Friday, January 25, 2008

WTF is going on???? This just ain't right...


The Denver Post, Wednesday, February 12, 2003

Bicycle 'boxing' no kids' game

Denver Post Editorial

Sue O'Brien, Editor of the Editorial Page

A series of attacks on bicyclists by teen hoodlums on wheels in northern Colorado cannot easily be dismissed as youthful indiscretion: These are vicious, potentially lethal assaults that should be punished severely.

So far, three male teens from Windsor have been arrested in the case. One, a 17-year-old, has been charged with felony assault, reckless endangerment and underage use of alcohol. Authorities say the boys come from comfortable, middle-class backgrounds.

Beginning in December, police in Windsor and Fort Collins received reports of about a dozen incidents with the deceptively innocuous-sounding name of "bicycle boxing." The reality is anything but sporting: Participants in a four-wheel-drive vehicle apparently rolled up next to unsuspecting riders and one teen struck victims with an aluminum baseball bat. Sometimes, bike riders were forced off the road by the motor vehicle.

That there have been no fatalities is just pure luck. A rider hunched over the drop-style handlebars of a touring bicycle traveling at moderate speed is extremely vulnerable to a serious, disabling injury or death, even when wearing a safety helmet.

Fort Collins and Windsor police haven't learned of any similar attacks elsewhere in the United States, so this appears to be homegrown Colorado product.

Windsor Police Chief John Michaels said he's heard only vague rumors of how the term "bicycle boxing" came about.

Charlie Henderson, president of the Rocky Mountain Cycling Club, said the attacks in northern Colorado are "the first we've heard of." "It's something they've got to squash," Henderson added.

Patrick McCormick, spokesman for the American League of Bicyclists in Washington, D.C., also said the Colorado incidents are a first.

Both Henderson and McCormick say bicyclists often encounter hostile motorists, and most long-time riders have been targeted for road-rage of one kind or another. But those usually are chance encounters. The "bicycle boxing" teens allegedly sought out their victims.

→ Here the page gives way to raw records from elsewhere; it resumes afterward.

//! Fetch command implementation.

use anyhow::{Context, Result, bail};
use clap::Args;

use storez::{Collection, ContentStore, Entry};

use crate::cli::StoreArgs;
use crate::config;
use crate::output;

#[derive(Args, Debug)]
pub struct FetchArgs {
    /// Collection name
    pub collection: String,

    /// Pretty-print JSON output
    #[arg(long)]
    pub pretty: bool,
}

pub async fn run(args: FetchArgs, store_args: &StoreArgs) -> Result<()> {
    let store = config::open_store(store_args)?;
    let collection = store
        .col::<Entry>(&args.collection)
        .context("Failed to open collection")?;

    let result = collection.fetch().await;
    output::json_as(&result, args.pretty)?;

    if !result.status {
        bail!("Fetch of '{}' failed: {}", args.collection, result.message);
    }

    Ok(())
}
//! Content store trait.

use std::sync::Arc;

use serde_json::{Value, json};

use crate::data::Item;
use crate::options::{StoreOptions, redact_options};
use crate::registry::CollectionRegistry;
use crate::Result;

use super::Collection;

/// A backend that hands out named collections.
pub trait ContentStore: Send + Sync {
    /// Collection handle type for this backend.
    type Collection<T: Item>: Collection<T> + ?Sized;

    /// Returns the adapter name of this backend (`"memory"`, `"cockpit"`).
    fn adapter(&self) -> &'static str;

    /// Returns the raw backend configuration.
    ///
    /// May contain credentials. Use [`to_json`](Self::to_json) for logging.
    fn options(&self) -> &StoreOptions;

    /// Returns the registry of collections handed out so far.
    fn registry(&self) -> &CollectionRegistry;

    /// Get or create the collection named `name`.
    ///
    /// Repeated calls with the same name and item type return the same
    /// handle.
    ///
    /// # Errors
    ///
    /// Returns [`Error::CollectionType`](crate::Error::CollectionType) if
    /// `name` was first requested with a different item type.
    fn col<T: Item>(&self, name: &str) -> Result<Arc<Self::Collection<T>>>;

    /// Names of the collections handed out so far, sorted.
    fn collection_names(&self) -> Vec<String> {
        self.registry().names()
    }

    /// A loggable snapshot of this store with credentials redacted.
    fn to_json(&self) -> Value {
        json!({
            "adapter": self.adapter(),
            "collections": self.registry().describe(),
            "options": redact_options(self.options()),
        })
    }
}
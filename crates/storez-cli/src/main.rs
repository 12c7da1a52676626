//! storez - CLI tool for reading content stores.
//!
//! This is a thin wrapper over the `storez` library, intended for poking at
//! a Cockpit instance or a seeded memory store from the shell.

mod cli;
mod commands;
mod config;
mod output;

use anyhow::Result;
use clap::Parser;
use tracing_subscriber::{EnvFilter, fmt, prelude::*};

use cli::Cli;

#[tokio::main]
async fn main() -> Result<()> {
    let cli = Cli::parse();

    init_logging(cli.verbose, cli.json_logs);

    commands::handle(cli.command, &cli.store).await
}

/// Log targets raised by `-v`; everything else stays at warn until `-vvv`.
const LOG_TARGETS: &[&str] = &["storez", "storez_core", "storez_memory", "storez_cockpit"];

fn default_filter(verbosity: u8) -> String {
    let level = match verbosity {
        0 => return "warn".to_string(),
        1 => "info",
        2 => "debug",
        _ => return "trace".to_string(),
    };

    let targets: Vec<String> = LOG_TARGETS
        .iter()
        .map(|target| format!("{}={}", target, level))
        .collect();
    format!("warn,{}", targets.join(","))
}

fn init_logging(verbosity: u8, json: bool) {
    let filter = EnvFilter::try_from_default_env()
        .unwrap_or_else(|_| EnvFilter::new(default_filter(verbosity)));

    let layer = fmt::layer().with_writer(std::io::stderr);
    let registry = tracing_subscriber::registry().with(filter);

    if json {
        registry.with(layer.json()).init();
    } else {
        registry.with(layer.with_target(verbosity >= 2)).init();
    }
}
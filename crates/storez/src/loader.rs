//! Store loading by adapter name or URI scheme.

use std::fmt;
use std::str::FromStr;

use serde::{Deserialize, Serialize};
use tracing::{debug, info};

use storez_cockpit::CockpitStore;
use storez_core::error::{ConfigError, Error};
use storez_core::{Result, StoreOptions};
use storez_memory::MemoryStore;

use crate::any::AnyStore;

/// Loader option key naming the adapter.
pub const ADAPTER_KEY: &str = "adapter";

/// Loader option key holding the store URI.
pub const URI_KEY: &str = "uri";

/// The backends this build knows how to construct.
#[derive(Debug, Clone, Copy, PartialEq, Eq, Hash)]
pub enum Adapter {
    /// [`MemoryStore`].
    Memory,
    /// [`CockpitStore`].
    Cockpit,
}

impl Adapter {
    /// Every registered adapter.
    pub const ALL: [Adapter; 2] = [Adapter::Memory, Adapter::Cockpit];

    /// The name the adapter is registered under.
    pub fn name(self) -> &'static str {
        match self {
            Adapter::Memory => storez_memory::ADAPTER,
            Adapter::Cockpit => storez_cockpit::ADAPTER,
        }
    }

    /// Derive the adapter from the scheme of `uri` (the text before the
    /// first `:`).
    pub fn from_uri(uri: &str) -> Result<Self> {
        let scheme = match uri.split_once(':') {
            Some((scheme, _)) if !scheme.is_empty() => scheme,
            _ => {
                return Err(ConfigError::InvalidUri {
                    value: uri.to_string(),
                    reason: "expected '<adapter>:...'".to_string(),
                }
                .into());
            }
        };
        scheme.parse()
    }
}

impl FromStr for Adapter {
    type Err = Error;

    fn from_str(s: &str) -> Result<Self> {
        Adapter::ALL
            .into_iter()
            .find(|a| a.name() == s)
            .ok_or_else(|| {
                ConfigError::UnknownAdapter {
                    name: s.to_string(),
                }
                .into()
            })
    }
}

impl fmt::Display for Adapter {
    fn fmt(&self, f: &mut fmt::Formatter<'_>) -> fmt::Result {
        f.write_str(self.name())
    }
}

/// What to load: an adapter name or URI, plus backend options.
///
/// Deserializes from a flat map such as
/// `{"adapter": "cockpit", "apiToken": "...", "apiBaseUrl": "..."}`.
#[derive(Debug, Clone, Default, PartialEq, Serialize, Deserialize)]
pub struct LoadOptions {
    /// Adapter name. Takes precedence over the URI scheme.
    #[serde(default, skip_serializing_if = "Option::is_none")]
    pub adapter: Option<String>,

    /// Store URI; its scheme selects the adapter when `adapter` is unset.
    #[serde(default, skip_serializing_if = "Option::is_none")]
    pub uri: Option<String>,

    /// Backend options, passed to the backend as given.
    #[serde(flatten)]
    pub options: StoreOptions,
}

impl LoadOptions {
    /// Split a flat option map into adapter, uri and backend options.
    pub fn from_map(mut map: StoreOptions) -> Self {
        Self {
            adapter: map.remove(ADAPTER_KEY),
            uri: map.remove(URI_KEY),
            options: map,
        }
    }

    /// Overlay `other` onto `self`; values set in `other` win.
    pub fn overlay(&mut self, other: LoadOptions) {
        if other.adapter.is_some() {
            self.adapter = other.adapter;
        }
        if other.uri.is_some() {
            self.uri = other.uri;
        }
        self.options.extend(other.options);
    }

    /// Resolve the adapter, or `None` if neither adapter nor uri is set.
    ///
    /// # Errors
    ///
    /// Returns [`ConfigError::UnknownAdapter`] for names that are not
    /// registered and [`ConfigError::InvalidUri`] for URIs without a scheme.
    pub fn resolve_adapter(&self) -> Result<Option<Adapter>> {
        match (&self.adapter, &self.uri) {
            (Some(name), _) => name.parse().map(Some),
            (None, Some(uri)) => Adapter::from_uri(uri).map(Some),
            (None, None) => Ok(None),
        }
    }

    /// Cockpit base URL carried in a `cockpit:<base-url>` URI.
    fn cockpit_base_from_uri(&self) -> Option<String> {
        let rest = self.uri.as_deref()?.strip_prefix("cockpit:")?;
        if rest.is_empty() {
            return None;
        }
        match rest.strip_prefix("//") {
            Some(host) => Some(format!("https://{}", host)),
            None => Some(rest.to_string()),
        }
    }
}

/// Construct the store `opts` describes.
///
/// With no options, or options naming neither adapter nor uri, the result
/// is an empty [`MemoryStore`]. An unknown adapter is an error; there is no
/// fallback to memory.
pub fn load_store(opts: Option<&LoadOptions>) -> Result<AnyStore> {
    let Some(opts) = opts else {
        debug!("No store options, using memory store");
        return Ok(AnyStore::Memory(MemoryStore::new()));
    };

    let adapter = opts.resolve_adapter()?.unwrap_or(Adapter::Memory);
    info!(%adapter, "Loading store");

    let store = match adapter {
        Adapter::Memory => AnyStore::Memory(MemoryStore::with_options(opts.options.clone())),
        Adapter::Cockpit => {
            let mut options = opts.options.clone();
            if !options.contains_key(storez_cockpit::API_BASE_URL)
                && let Some(base) = opts.cockpit_base_from_uri()
            {
                options.insert(storez_cockpit::API_BASE_URL.to_string(), base);
            }
            AnyStore::Cockpit(CockpitStore::from_options(&options)?)
        }
    };

    Ok(store)
}

#[cfg(test)]
mod tests {
    use super::*;
    use storez_core::ContentStore;

    fn opts(pairs: &[(&str, &str)]) -> LoadOptions {
        LoadOptions::from_map(
            pairs
                .iter()
                .map(|(k, v)| (k.to_string(), v.to_string()))
                .collect(),
        )
    }

    #[test]
    fn adapter_names() {
        assert_eq!("memory".parse::<Adapter>().unwrap(), Adapter::Memory);
        assert_eq!("cockpit".parse::<Adapter>().unwrap(), Adapter::Cockpit);
        assert_eq!(Adapter::Cockpit.to_string(), "cockpit");
        assert!(matches!(
            "Cockpit".parse::<Adapter>(),
            Err(Error::Config(ConfigError::UnknownAdapter { .. }))
        ));
    }

    #[test]
    fn adapter_from_uri_scheme() {
        assert_eq!(
            Adapter::from_uri("cockpit:https://cms.example.com").unwrap(),
            Adapter::Cockpit
        );
        assert_eq!(Adapter::from_uri("memory:").unwrap(), Adapter::Memory);
        assert!(matches!(
            Adapter::from_uri("cms.example.com"),
            Err(Error::Config(ConfigError::InvalidUri { .. }))
        ));
        assert!(matches!(
            Adapter::from_uri(":nothing"),
            Err(Error::Config(ConfigError::InvalidUri { .. }))
        ));
        assert!(matches!(
            Adapter::from_uri("mongodb://localhost"),
            Err(Error::Config(ConfigError::UnknownAdapter { .. }))
        ));
    }

    #[test]
    fn no_options_is_memory() {
        let store = load_store(None).unwrap();
        assert_eq!(store.adapter(), "memory");

        let store = load_store(Some(&LoadOptions::default())).unwrap();
        assert_eq!(store.adapter(), "memory");
    }

    #[test]
    fn explicit_adapter_wins_over_uri() {
        let o = opts(&[("adapter", "memory"), ("uri", "cockpit:https://cms.example.com")]);
        assert_eq!(o.resolve_adapter().unwrap(), Some(Adapter::Memory));
    }

    #[test]
    fn unknown_adapter_fails_fast() {
        let err = load_store(Some(&opts(&[("adapter", "ftp")]))).unwrap_err();
        assert!(matches!(
            err,
            Error::Config(ConfigError::UnknownAdapter { ref name }) if name == "ftp"
        ));

        let err = load_store(Some(&opts(&[("uri", "ftp://files")]))).unwrap_err();
        assert!(matches!(err, Error::Config(ConfigError::UnknownAdapter { .. })));
    }

    #[test]
    fn cockpit_from_options() {
        let store = load_store(Some(&opts(&[
            ("adapter", "cockpit"),
            ("apiToken", "t"),
            ("apiBaseUrl", "https://cms.example.com"),
        ])))
        .unwrap();

        assert_eq!(store.adapter(), "cockpit");
        assert_eq!(store.options()["apiUrl"], "https://cms.example.com/api");
    }

    #[test]
    fn cockpit_base_url_from_uri() {
        let store = load_store(Some(&opts(&[
            ("uri", "cockpit:https://cms.example.com"),
            ("apiToken", "t"),
        ])))
        .unwrap();
        assert_eq!(store.options()["apiBaseUrl"], "https://cms.example.com");

        let store = load_store(Some(&opts(&[
            ("uri", "cockpit://cms.example.com"),
            ("apiToken", "t"),
        ])))
        .unwrap();
        assert_eq!(store.options()["apiBaseUrl"], "https://cms.example.com");
    }

    #[test]
    fn cockpit_requires_token() {
        let err = load_store(Some(&opts(&[("uri", "cockpit:https://cms.example.com")])))
            .unwrap_err();
        assert!(matches!(err, Error::Config(ConfigError::MissingOption { .. })));
    }

    #[test]
    fn deserializes_flat_map() {
        let o: LoadOptions = serde_json::from_value(serde_json::json!({
            "adapter": "cockpit",
            "apiToken": "t",
            "apiBaseUrl": "https://cms.example.com"
        }))
        .unwrap();

        assert_eq!(o.adapter.as_deref(), Some("cockpit"));
        assert_eq!(o.options.len(), 2);
        assert!(!o.options.contains_key("adapter"));
    }

    #[test]
    fn overlay_prefers_new_values() {
        let mut base = opts(&[("adapter", "memory"), ("apiToken", "old"), ("label", "x")]);
        base.overlay(opts(&[("adapter", "cockpit"), ("apiToken", "new")]));

        assert_eq!(base.adapter.as_deref(), Some("cockpit"));
        assert_eq!(base.options["apiToken"], "new");
        assert_eq!(base.options["label"], "x");
    }
}
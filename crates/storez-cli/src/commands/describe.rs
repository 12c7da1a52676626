//! Describe command implementation.

use anyhow::{Context, Result};
use clap::Args;

use storez::{ContentStore, Entry};

use crate::cli::StoreArgs;
use crate::config;
use crate::output;

#[derive(Args, Debug)]
pub struct DescribeArgs {
    /// Collections to open before describing
    pub collections: Vec<String>,
}

pub async fn run(args: DescribeArgs, store_args: &StoreArgs) -> Result<()> {
    let store = config::open_store(store_args)?;

    for name in &args.collections {
        store
            .col::<Entry>(name)
            .with_context(|| format!("Failed to open collection '{}'", name))?;
    }

    output::json_pretty(&store.to_json())
}
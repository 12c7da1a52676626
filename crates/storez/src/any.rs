//! A store whose backend is chosen at runtime.

use std::sync::Arc;

use storez_cockpit::CockpitStore;
use storez_core::traits::{Collection, ContentStore};
use storez_core::{CollectionRegistry, Item, Result, StoreOptions};
use storez_memory::MemoryStore;

use crate::loader::Adapter;

/// One of the registered backends.
///
/// Collections come back as `dyn Collection<T>` handles. They are the same
/// `Arc`s the wrapped store caches, so identity is preserved.
#[derive(Debug, Clone)]
pub enum AnyStore {
    Memory(MemoryStore),
    Cockpit(CockpitStore),
}

impl AnyStore {
    /// Which backend this is.
    pub fn kind(&self) -> Adapter {
        match self {
            AnyStore::Memory(_) => Adapter::Memory,
            AnyStore::Cockpit(_) => Adapter::Cockpit,
        }
    }

    /// Returns the memory store, if that is the backend.
    pub fn as_memory(&self) -> Option<&MemoryStore> {
        match self {
            AnyStore::Memory(store) => Some(store),
            _ => None,
        }
    }

    /// Returns the Cockpit store, if that is the backend.
    pub fn as_cockpit(&self) -> Option<&CockpitStore> {
        match self {
            AnyStore::Cockpit(store) => Some(store),
            _ => None,
        }
    }
}

impl From<MemoryStore> for AnyStore {
    fn from(store: MemoryStore) -> Self {
        AnyStore::Memory(store)
    }
}

impl From<CockpitStore> for AnyStore {
    fn from(store: CockpitStore) -> Self {
        AnyStore::Cockpit(store)
    }
}

impl ContentStore for AnyStore {
    type Collection<T: Item> = dyn Collection<T>;

    fn adapter(&self) -> &'static str {
        match self {
            AnyStore::Memory(store) => store.adapter(),
            AnyStore::Cockpit(store) => store.adapter(),
        }
    }

    fn options(&self) -> &StoreOptions {
        match self {
            AnyStore::Memory(store) => store.options(),
            AnyStore::Cockpit(store) => store.options(),
        }
    }

    fn registry(&self) -> &CollectionRegistry {
        match self {
            AnyStore::Memory(store) => store.registry(),
            AnyStore::Cockpit(store) => store.registry(),
        }
    }

    fn col<T: Item>(&self, name: &str) -> Result<Arc<dyn Collection<T>>> {
        let collection: Arc<dyn Collection<T>> = match self {
            AnyStore::Memory(store) => store.col::<T>(name)?,
            AnyStore::Cockpit(store) => store.col::<T>(name)?,
        };
        Ok(collection)
    }
}
//! In-memory content store.

use std::sync::Arc;

use serde_json::Value;
use tracing::{debug, instrument};

use storez_core::error::{Error, InvalidInputError};
use storez_core::traits::ContentStore;
use storez_core::{CollectionRegistry, Entry, Item, Result, StoreOptions};

use crate::collection::MemoryCollection;

/// Adapter name of the in-memory backend.
pub const ADAPTER: &str = "memory";

/// A content store whose collections live in process memory.
///
/// Cheap to clone; clones share the same collections.
#[derive(Debug, Clone, Default)]
pub struct MemoryStore {
    inner: Arc<StoreInner>,
}

#[derive(Debug, Default)]
pub(crate) struct StoreInner {
    options: StoreOptions,
    registry: CollectionRegistry,
}

impl MemoryStore {
    /// Create an empty store.
    pub fn new() -> Self {
        Self::default()
    }

    /// Create an empty store that carries `options` for reporting.
    pub fn with_options(options: StoreOptions) -> Self {
        Self {
            inner: Arc::new(StoreInner {
                options,
                registry: CollectionRegistry::new(),
            }),
        }
    }

    pub(crate) fn from_inner(inner: Arc<StoreInner>) -> Self {
        Self { inner }
    }

    /// Load `{collection: {key: entry}}` JSON into [`Entry`] collections.
    ///
    /// Entries are merged with [`MemoryCollection::put`]. Keys are inserted
    /// in the order the JSON object yields them. Returns the number of
    /// entries written.
    ///
    /// # Errors
    ///
    /// Returns an error if `seed` is not shaped as above, or if a named
    /// collection is already registered with another item type.
    #[instrument(skip(self, seed))]
    pub fn seed(&self, seed: &Value) -> Result<usize> {
        let collections = seed.as_object().ok_or_else(|| {
            Error::InvalidInput(InvalidInputError::Other {
                message: "seed must be an object of collections".to_string(),
            })
        })?;

        let mut written = 0;
        for (name, entries) in collections {
            let entries = entries.as_object().ok_or_else(|| {
                Error::InvalidInput(InvalidInputError::Other {
                    message: format!("seed collection '{}' must be an object of entries", name),
                })
            })?;

            let collection = self.col::<Entry>(name)?;
            for (key, entry) in entries {
                collection.put(key, entry)?;
                written += 1;
            }
        }

        debug!(written, "Seeded memory store");
        Ok(written)
    }
}

impl ContentStore for MemoryStore {
    type Collection<T: Item> = MemoryCollection<T>;

    fn adapter(&self) -> &'static str {
        ADAPTER
    }

    fn options(&self) -> &StoreOptions {
        &self.inner.options
    }

    fn registry(&self) -> &CollectionRegistry {
        &self.inner.registry
    }

    fn col<T: Item>(&self, name: &str) -> Result<Arc<MemoryCollection<T>>> {
        let store = Arc::downgrade(&self.inner);
        self.inner
            .registry
            .get_or_insert_with::<T, _, _>(name, || MemoryCollection::new(name, store))
    }
}
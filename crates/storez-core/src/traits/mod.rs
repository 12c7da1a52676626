//! Core traits for stores and collections.

mod collection;
mod store;

pub use collection::{Collection, filter_entries};
pub use store::ContentStore;
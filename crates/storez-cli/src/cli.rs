//! CLI argument definitions.

use std::path::PathBuf;

use clap::{Args, Parser};

use crate::commands::Commands;

/// Read collections from a content store.
#[derive(Parser, Debug)]
#[command(name = "storez")]
#[command(author, version = env!("STOREZ_VERSION"), about, long_about = None)]
pub struct Cli {
    /// Increase verbosity (-v, -vv, -vvv)
    #[arg(short, long, action = clap::ArgAction::Count, global = true)]
    pub verbose: u8,

    /// Output logs as JSON
    #[arg(long, global = true)]
    pub json_logs: bool,

    #[command(flatten)]
    pub store: StoreArgs,

    #[command(subcommand)]
    pub command: Commands,
}

/// Which store to open and how.
#[derive(Args, Debug, Default)]
pub struct StoreArgs {
    /// Store adapter (memory, cockpit)
    #[arg(long, env = "STOREZ_ADAPTER", global = true)]
    pub adapter: Option<String>,

    /// Store URI, e.g. cockpit:https://cms.example.com
    #[arg(long, env = "STOREZ_URI", global = true)]
    pub uri: Option<String>,

    /// Cockpit API token
    #[arg(long, env = "COCKPIT_API_TOKEN", global = true, hide_env_values = true)]
    pub api_token: Option<String>,

    /// Cockpit base URL
    #[arg(long, env = "COCKPIT_API_BASE_URL", global = true)]
    pub api_base_url: Option<String>,

    /// JSON file of {collection: {key: entry}} to load (memory only)
    #[arg(long, global = true)]
    pub seed: Option<PathBuf>,

    /// Store config file (defaults to <config dir>/storez/store.json)
    #[arg(long, global = true)]
    pub config: Option<PathBuf>,
}
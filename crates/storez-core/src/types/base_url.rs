//! API base URL type.

use serde::{Deserialize, Serialize};
use std::fmt;
use std::str::FromStr;
use url::Url;

use crate::error::{Error, InvalidInputError};

/// A validated base URL for a REST content backend.
///
/// Must be an absolute `http` or `https` URL with a host. A trailing slash
/// is dropped so endpoint paths can be appended directly.
///
/// # Example
///
/// ```
/// use storez_core::ApiBaseUrl;
///
/// let base = ApiBaseUrl::new("https://cms.example.com/").unwrap();
/// assert_eq!(base.endpoint("api/collections/get/posts"),
///            "https://cms.example.com/api/collections/get/posts");
/// ```
#[derive(Clone, Debug, PartialEq, Eq, Hash)]
pub struct ApiBaseUrl(Url);

impl ApiBaseUrl {
    /// Create a new base URL from a string, validating the format.
    ///
    /// # Errors
    ///
    /// Returns an error if the URL does not parse, is not http(s), or has
    /// no host.
    pub fn new(s: impl AsRef<str>) -> Result<Self, Error> {
        let s = s.as_ref();
        let url = Url::parse(s).map_err(|e| InvalidInputError::BaseUrl {
            value: s.to_string(),
            reason: e.to_string(),
        })?;

        Self::validate(&url, s)?;

        Ok(Self(url))
    }

    /// Returns the URL of `path` below this base.
    pub fn endpoint(&self, path: &str) -> String {
        // Url keeps a trailing slash on root paths.
        let base = self.0.as_str().trim_end_matches('/');
        format!("{}/{}", base, path.trim_start_matches('/'))
    }

    /// Returns the base URL as a string, without a trailing slash.
    pub fn as_str(&self) -> &str {
        self.0.as_str().trim_end_matches('/')
    }

    /// Returns the inner URL.
    pub fn as_url(&self) -> &Url {
        &self.0
    }

    /// Returns the host string.
    pub fn host(&self) -> Option<&str> {
        self.0.host_str()
    }

    fn validate(url: &Url, original: &str) -> Result<(), Error> {
        let reason = if url.cannot_be_a_base() {
            "must be an absolute URL".to_string()
        } else if !matches!(url.scheme(), "http" | "https") {
            format!("unsupported scheme '{}', expected http or https", url.scheme())
        } else if url.host_str().is_none_or(str::is_empty) {
            "must have a host".to_string()
        } else if url.query().is_some() {
            "must not carry a query string".to_string()
        } else {
            return Ok(());
        };

        Err(InvalidInputError::BaseUrl {
            value: original.to_string(),
            reason,
        }
        .into())
    }
}

impl fmt::Display for ApiBaseUrl {
    fn fmt(&self, f: &mut fmt::Formatter<'_>) -> fmt::Result {
        f.write_str(self.as_str())
    }
}

impl FromStr for ApiBaseUrl {
    type Err = Error;

    fn from_str(s: &str) -> Result<Self, Self::Err> {
        Self::new(s)
    }
}

impl Serialize for ApiBaseUrl {
    fn serialize<S>(&self, serializer: S) -> Result<S::Ok, S::Error>
    where
        S: serde::Serializer,
    {
        serializer.serialize_str(self.as_str())
    }
}

impl<'de> Deserialize<'de> for ApiBaseUrl {
    fn deserialize<D>(deserializer: D) -> Result<Self, D::Error>
    where
        D: serde::Deserializer<'de>,
    {
        let s = String::deserialize(deserializer)?;
        ApiBaseUrl::new(&s).map_err(serde::de::Error::custom)
    }
}

impl AsRef<str> for ApiBaseUrl {
    fn as_ref(&self) -> &str {
        self.as_str()
    }
}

For now, the attacks are being handled as a juvenile case, and the Larimer County district attorney's office hasn't decided yet whether to charge those involved as adults.

Given the assailants' apparent depraved indifference to the potential for death or serious injury and the large number of attacks, adult felony charges might be an appropriate way to discourage wannabe copycats.

Meantime, the teens' parents should ask themselves what kind of monsters they've raised. They may not like the answer.